Jerome, some time in the 380s, became engaged in fierce debates with a rival theologian named Jovinian. While we have hardly anything on Jovinian beyond the viciously critical tracts Jerome wrote about his rival, it seems Jovinian promoted a gentler and more egalitarian version of Christianity than what emerged from the Latin church doctors, daring to teach that virgins were as holy as married women and widows, and that every redeemed person was on equal footing in heaven.14 For a man like Jerome, who had invested himself so much in celibacy and followed his monastic idols to live in remote regions of the Roman Empire, the milder version of Christianity Jovinian espoused was insufficiently exacting, and those who subjected themselves to unusual extremes of self-denial – like Paul of Thebes, Antony, Hilarion, and Jerome himself, deserved special rewards above those of the common rabble of practicing Christians.

To turn briefly to Jerome’s Life of Malchus, then, this final hagiography is less of a chronological account of a heroic Christian’s life and deeds than a vehicle for Jerome’s theological altercations. The biography opens with an announcement that Jerome is writing a history of Christianity up to the present time, as he was at that point, and that in this history he views Christianity’s first four centuries as a process of degeneration from pure and uncorrupted beginnings to decadence and rot.
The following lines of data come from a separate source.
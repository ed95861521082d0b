//! The writable, lock-protected in-memory tier of an access group's LSM tree (C2).
//!
//! The original source backs this with an arena-allocated skiplist keyed by a byte-comparator,
//! but a skiplist is insert-only — it has no entry-mutation or removal primitive — while
//! `add_counter` requires rewriting an existing entry's `(timestamp, revision)` fields and
//! replacing its count in place. This cache is instead backed by a `BTreeMap` ordered by
//! [`CellKeyComparator`]'s semantics, plus a side index from counter identity to current key so a
//! merge can remove-then-reinsert in one locked section. See `DESIGN.md` for the full rationale.

use std::collections::BTreeMap;
use std::sync::Arc;

use ht_format::{CellKey, CellKeyRef, CounterOp, CounterValue, cmp_keys};
use parking_lot::Mutex;
use tracing::warn;

use crate::memory_tracker::MemoryTracker;

/// Wraps an encoded key so it can be used as a `BTreeMap` key under [`cmp_keys`]'s order rather
/// than lexicographic byte order (timestamp/revision sort descending, not ascending).
#[derive(Debug, Clone, PartialEq, Eq)]
struct OrderedKey(CellKey);

impl OrderedKey {
    fn as_ref(&self) -> CellKeyRef<'_> {
        CellKeyRef {
            row:              &self.0.row,
            column_family_id: self.0.column_family_id,
            column_qualifier: &self.0.column_qualifier,
            flag:             self.0.flag,
            timestamp:        self.0.timestamp,
            revision:         self.0.revision,
        }
    }
}

impl PartialOrd for OrderedKey {
    fn partial_cmp(&self, other: &Self) -> Option<std::cmp::Ordering> {
        Some(self.cmp(other))
    }
}

impl Ord for OrderedKey {
    fn cmp(&self, other: &Self) -> std::cmp::Ordering {
        cmp_keys(&self.as_ref(), &other.as_ref())
    }
}

/// Identity used to locate an existing counter cell for merging: everything but flag, timestamp,
/// and revision, since those are rewritten on every merge.
#[derive(Debug, Clone, PartialEq, Eq, Hash)]
struct CounterIdentity {
    row:              Vec<u8>,
    column_family_id: u8,
    column_qualifier: Vec<u8>,
}

impl CounterIdentity {
    fn from_key(key: &CellKey) -> Self {
        Self {
            row:              key.row.clone(),
            column_family_id: key.column_family_id,
            column_qualifier: key.column_qualifier.clone(),
        }
    }
}

#[derive(Default)]
struct Inner {
    entries:            BTreeMap<OrderedKey, Vec<u8>>,
    counter_index:      std::collections::HashMap<CounterIdentity, OrderedKey>,
    has_counter_deletes: bool,
    collision_count:    u64,
    delete_count:       u64,
    row_counts:         std::collections::HashMap<Vec<u8>, u64>,
}

impl Inner {
    fn insert_raw(&mut self, key: CellKey, value: Vec<u8>) {
        if key.flag.is_delete() {
            self.delete_count += 1;
        }
        *self.row_counts.entry(key.row.clone()).or_insert(0) += 1;
        let ordered = OrderedKey(key);
        if self.entries.insert(ordered, value).is_some() {
            self.collision_count += 1;
            warn!("cell cache: exact-key collision, replacing existing entry");
        }
    }
}

/// A mutable, lock-protected, ordered map from cell key to value, plus a frozen (read-only)
/// predecessor produced by [`CellCache::freeze`] and still scanned until the next compaction
/// drops it.
pub struct CellCache {
    inner:   Mutex<Inner>,
    tracker: MemoryTracker,
}

impl CellCache {
    #[must_use]
    pub fn new(tracker: MemoryTracker) -> Self {
        Self { inner: Mutex::new(Inner::default()), tracker }
    }

    /// Inserts `(key, value)`. Exact-key collisions replace the existing entry, bump the
    /// collision counter, and log a warning; delete-flagged keys bump the delete counter used by
    /// the garbage tracker.
    pub fn add(&self, key: CellKey, value: Vec<u8>) {
        let before = value.len() as i64 + key.encoded_len() as i64;
        let mut guard = self.inner.lock();
        guard.insert_raw(key, value);
        drop(guard);
        self.tracker.add_cache_bytes(before, before);
    }

    /// Merge-semantic counter insert. On `Reset`, or once any counter delete has been observed
    /// for this cache generation, permanently falls back to plain `add` (mirrored by the
    /// `has_counter_deletes` flag) — see `DESIGN.md` for why a reset is treated the same as a
    /// counter delete for this purpose.
    pub fn add_counter(&self, key: CellKey, op: CounterValue) {
        let mut guard = self.inner.lock();

        if key.flag.is_delete() {
            guard.has_counter_deletes = true;
            let mut value = Vec::with_capacity(9);
            value.extend_from_slice(&op.encode());
            guard.insert_raw(key, value);
            return;
        }

        if matches!(op.op, CounterOp::Reset) || guard.has_counter_deletes {
            if matches!(op.op, CounterOp::Reset) {
                guard.has_counter_deletes = true;
            }
            let identity = CounterIdentity::from_key(&key);
            guard.counter_index.remove(&identity);
            let value = op.encode().to_vec();
            guard.insert_raw(key, value);
            return;
        }

        let identity = CounterIdentity::from_key(&key);
        if let Some(existing_ordered) = guard.counter_index.get(&identity).cloned() {
            let existing_value = guard.entries.get(&existing_ordered).cloned();
            if let Some(existing_bytes) = existing_value {
                if let Ok(existing) = CounterValue::decode(&existing_bytes) {
                    if matches!(existing.op, CounterOp::Increment) {
                        guard.entries.remove(&existing_ordered);
                        let merged = op.merge(existing);
                        let value = merged.encode().to_vec();
                        let new_ordered = OrderedKey(key);
                        guard.counter_index.insert(identity, new_ordered.clone());
                        guard.entries.insert(new_ordered, value);
                        return;
                    }
                }
            }
        }

        let value = op.encode().to_vec();
        let ordered = OrderedKey(key);
        guard.counter_index.insert(identity, ordered.clone());
        *guard.row_counts.entry(ordered.0.row.clone()).or_insert(0) += 1;
        guard.entries.insert(ordered, value);
    }

    /// Returns every `(key, value)` pair whose key falls in `[start, end]` (inclusive), in
    /// ascending key order. `start`/`end` of `None` mean unbounded on that side.
    #[must_use]
    pub fn scan(&self, start: Option<&CellKey>, end: Option<&CellKey>) -> Vec<(CellKey, Vec<u8>)> {
        let guard = self.inner.lock();
        guard
            .entries
            .iter()
            .filter(|(k, _)| {
                let after_start = start.is_none_or(|s| cmp_keys(&k.as_ref(), &OrderedKey(s.clone()).as_ref()).is_le());
                let before_end = end.is_none_or(|e| cmp_keys(&k.as_ref(), &OrderedKey(e.clone()).as_ref()).is_ge());
                after_start && before_end
            })
            .map(|(k, v)| (k.0.clone(), v.clone()))
            .collect()
    }

    #[must_use]
    pub fn len(&self) -> usize {
        self.inner.lock().entries.len()
    }

    #[must_use]
    pub fn is_empty(&self) -> bool {
        self.inner.lock().entries.is_empty()
    }

    #[must_use]
    pub fn collision_count(&self) -> u64 {
        self.inner.lock().collision_count
    }

    #[must_use]
    pub fn delete_count(&self) -> u64 {
        self.inner.lock().delete_count
    }

    #[must_use]
    pub fn has_counter_deletes(&self) -> bool {
        self.inner.lock().has_counter_deletes
    }

    /// Drops every entry whose row falls outside `[new_start, new_end)` (either bound `None`
    /// meaning unbounded), used by an access group shrinking around a split or relinquish.
    pub fn retain_range(&self, new_start: Option<&[u8]>, new_end: Option<&[u8]>) {
        let mut guard = self.inner.lock();
        guard.entries.retain(|k, _| {
            let row = k.0.row.as_slice();
            new_start.is_none_or(|s| row >= s) && new_end.is_none_or(|e| row < e)
        });
        guard.counter_index.retain(|identity, _| {
            new_start.is_none_or(|s| identity.row.as_slice() >= s)
                && new_end.is_none_or(|e| identity.row.as_slice() < e)
        });
        guard.row_counts.retain(|row, _| {
            new_start.is_none_or(|s| row.as_slice() >= s) && new_end.is_none_or(|e| row.as_slice() < e)
        });
    }

    /// Swaps the writable cache for a new empty one, returning the old contents as an immutable
    /// snapshot. The snapshot is never mutated again; it exists only to be scanned (merged with
    /// the live cache by the access group's scanner) until the next compaction flushes it away.
    #[must_use]
    pub fn freeze(&self) -> FrozenCellCache {
        let mut guard = self.inner.lock();
        let taken = std::mem::take(&mut *guard);
        FrozenCellCache { entries: Arc::new(taken.entries) }
    }

    /// Accumulates per-row entry counts into `estimate`, seeding the split-row chooser.
    pub fn split_row_estimate_data(&self, estimate: &mut BTreeMap<Vec<u8>, u64>) {
        let guard = self.inner.lock();
        for (row, count) in &guard.row_counts {
            *estimate.entry(row.clone()).or_insert(0) += count;
        }
    }

    #[must_use]
    pub fn memory_used(&self) -> u64 {
        self.tracker.cache_bytes_used()
    }

    #[must_use]
    pub fn memory_allocated(&self) -> u64 {
        self.tracker.cache_bytes_allocated()
    }
}

/// An immutable snapshot produced by [`CellCache::freeze`]. Cheap to clone (an `Arc` bump);
/// scanners hold one for their whole lifetime without blocking the live cache.
#[derive(Clone)]
pub struct FrozenCellCache {
    entries: Arc<BTreeMap<OrderedKey, Vec<u8>>>,
}

impl FrozenCellCache {
    #[must_use]
    pub fn scan(&self, start: Option<&CellKey>, end: Option<&CellKey>) -> Vec<(CellKey, Vec<u8>)> {
        self.entries
            .iter()
            .filter(|(k, _)| {
                let after_start = start.is_none_or(|s| cmp_keys(&k.as_ref(), &OrderedKey(s.clone()).as_ref()).is_le());
                let before_end = end.is_none_or(|e| cmp_keys(&k.as_ref(), &OrderedKey(e.clone()).as_ref()).is_ge());
                after_start && before_end
            })
            .map(|(k, v)| (k.0.clone(), v.clone()))
            .collect()
    }

    #[must_use]
    pub fn is_empty(&self) -> bool {
        self.entries.is_empty()
    }

    #[must_use]
    pub fn len(&self) -> usize {
        self.entries.len()
    }
}

#[cfg(test)]
mod tests {
    use super::{CellCache, MemoryTracker};
    use ht_format::{CellFlag, CellKey, CounterValue};

    fn key(row: &str, cf: u8, cq: &str, flag: CellFlag, ts: i64, rev: i64) -> CellKey {
        CellKey::new(row.as_bytes(), cf, cq.as_bytes(), flag, ts, rev)
    }

    #[test]
    fn single_insert_scans_back() {
        let cache = CellCache::new(MemoryTracker::new());
        cache.add(key("r", 1, "", CellFlag::Insert, 100, 1), b"v".to_vec());
        let rows = cache.scan(None, None);
        assert_eq!(rows.len(), 1);
        assert_eq!(rows[0].1, b"v");
    }

    #[test]
    fn iteration_is_ascending_under_key_comparator() {
        let cache = CellCache::new(MemoryTracker::new());
        cache.add(key("b", 1, "", CellFlag::Insert, 100, 1), b"b".to_vec());
        cache.add(key("a", 1, "", CellFlag::Insert, 100, 1), b"a".to_vec());
        let rows = cache.scan(None, None);
        assert_eq!(rows[0].0.row, b"a");
        assert_eq!(rows[1].0.row, b"b");
    }

    #[test]
    fn counter_merge_sums_and_rewrites_timestamp() {
        let cache = CellCache::new(MemoryTracker::new());
        cache.add_counter(key("r", 1, "c", CellFlag::Insert, 1, 1), CounterValue::increment(5));
        cache.add_counter(key("r", 1, "c", CellFlag::Insert, 2, 2), CounterValue::increment(3));

        let rows = cache.scan(None, None);
        assert_eq!(rows.len(), 1, "merge must not leave a partially-applied counter behind");
        assert_eq!(rows[0].0.timestamp, 2);
        assert_eq!(rows[0].0.revision, 2);
        let decoded = CounterValue::decode(&rows[0].1).unwrap();
        assert_eq!(decoded.count, 8);
    }

    #[test]
    fn reset_falls_back_to_plain_add_and_sticks() {
        let cache = CellCache::new(MemoryTracker::new());
        cache.add_counter(key("r", 1, "c", CellFlag::Insert, 1, 1), CounterValue::increment(5));
        cache.add_counter(key("r", 1, "c", CellFlag::Insert, 2, 2), CounterValue::reset(0));
        assert!(cache.has_counter_deletes());

        cache.add_counter(key("r", 1, "c", CellFlag::Insert, 3, 3), CounterValue::increment(1));
        let rows = cache.scan(None, None);
        assert_eq!(rows.len(), 3, "once reset, subsequent ops are plain inserts, not merges");
    }

    #[test]
    fn exact_key_collision_bumps_collision_counter() {
        let cache = CellCache::new(MemoryTracker::new());
        cache.add(key("r", 1, "", CellFlag::Insert, 100, 1), b"first".to_vec());
        cache.add(key("r", 1, "", CellFlag::Insert, 100, 1), b"second".to_vec());
        assert_eq!(cache.collision_count(), 1);
        assert_eq!(cache.len(), 1);
    }

    #[test]
    fn freeze_yields_immutable_snapshot_and_empties_live_cache() {
        let cache = CellCache::new(MemoryTracker::new());
        cache.add(key("r", 1, "", CellFlag::Insert, 100, 1), b"v".to_vec());
        let frozen = cache.freeze();
        assert_eq!(frozen.len(), 1);
        assert!(cache.is_empty());
    }

    #[test]
    fn delete_flag_bumps_delete_count() {
        let cache = CellCache::new(MemoryTracker::new());
        cache.add(key("r", 1, "", CellFlag::DeleteRow, 100, 1), Vec::new());
        assert_eq!(cache.delete_count(), 1);
    }
}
Most of the biography consists of a long monologue on the part of the titular character – Jerome tells us that he met this old Syrian ascetic. In Jerome’s account, Malchus fled his parents’ farming community because he didn’t want to marry. Malchus became a monk near present-day Aleppo – the same area where Jerome had spent a stint as a desert dweller. Later, Malchus returned home, however, intending to settle. In a scene reminiscent of Ancient Greek novels popular during Jerome’s lifetime, Malchus was kidnapped by brigands, and his captors tried to force him to marry and copulate with a younger female slave, who was already married. In a cave, the two captives tried to figure out who would commit suicide first. In the end, the two decided to pretend they had had sex, and pledge themselves to one another in chastity.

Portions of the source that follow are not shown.